From 2004, Mägi has been the conductor of the symphony orchestra of the Estonian Academy of Music and Theatre and also of the Uppsala Kammarorkester, a chamber orchestra based in Uppsala. He also performs as a jazz violinist. From the 2010/11 season, he has been chief conductor of the Vanemuine theatre in Tartu.

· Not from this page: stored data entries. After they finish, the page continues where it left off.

use super::{ColumnChange, Schema};
use crate::error::{Kind, WrapMigrationError};
use crate::runner::ColumnPolicy;
use crate::traits::sync::Inspect;
use crate::Error;
use std::collections::hash_map::Entry;
use std::collections::HashMap;

fn probe_columns<C: Inspect>(conn: &mut C, table: &str) -> Result<Vec<String>, Error> {
    conn.table_columns(table)
        .migration_err(&format!("error reading the columns of table {table}"), None)?
        .ok_or_else(|| Error::new(Kind::TableNotFound(table.into()), None))
}

// Resolves a schema against the live tables behind `conn` and renders the statements to run.
// Changes on a table see the effect of the changes before them on the same table.
pub(crate) fn plan_schema<C: Inspect>(
    conn: &mut C,
    schema: &Schema,
    policy: ColumnPolicy,
) -> Result<Vec<String>, Error> {
    let variant = conn.sql_variant();
    let mut statements = Vec::new();
    let mut known: HashMap<String, Vec<String>> = HashMap::new();

    for table in schema.tables() {
        let columns = match known.entry(table.name().to_string()) {
            Entry::Occupied(entry) => entry.into_mut(),
            Entry::Vacant(entry) => entry.insert(probe_columns(conn, table.name())?),
        };

        for change in table.changes() {
            let present = columns
                .iter()
                .position(|c| variant.same_identifier(c, change.column()));

            match (change, present) {
                (ColumnChange::Add { name, .. }, Some(_)) => {
                    policy.check(Kind::ColumnAlreadyExists(table.name().into(), name.clone()))?;
                }
                (ColumnChange::Add { name, ty }, None) => {
                    let mut ty = ty.clone();
                    if let Some(after) = ty.position() {
                        if !columns.iter().any(|c| variant.same_identifier(c, after)) {
                            log::warn!(
                                "column {} is not on table {}, adding {} without a position",
                                after,
                                table.name(),
                                name
                            );
                            ty = ty.without_position();
                        }
                    }
                    statements.push(variant.add_column(table.name(), name, &ty));
                    columns.push(name.clone());
                }
                (ColumnChange::Drop { name }, None) => {
                    policy.check(Kind::ColumnNotFound(table.name().into(), name.clone()))?;
                }
                (ColumnChange::Drop { name }, Some(index)) => {
                    statements.push(variant.drop_column(table.name(), name));
                    columns.remove(index);
                }
            }
        }
    }

    Ok(statements)
}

He has conducted several Estonian orchestras, such as the Estonian National Symphony Orchestra. He conducted premiere recordings, such as Eduard Tubin's opera Reigi õpetaja in 1992 and Erkki-Sven Tüür's Second Symphony in 2004.

=== Teaching ===
Mägi was a teacher of conducting at the Latvian Academy of Music from 1991 to 1994. He has taught conducting at the Estonian Academy of Music and Theatre from 1989. He has given master classes internationally, including the Stockholm Royal College of Music. His students have included Olari Elts, Mihhail Gerts, Lehari Kaustel, Thomas Kemp, Erki Pehk, Pauls Putninš, and Aivo Välja.

== Awards ==
In 1985, Mägi received the Estonian Prize for Young Musicians. In 1994 he was awarded the Cultural Award of the Republic of Latvia. In 1994, 1996, and 1999 Mägi was awarded the prize of the Estonian Music Theatre Union, and in 2000 the Cultural Prize of the Republic of Estonia, among others.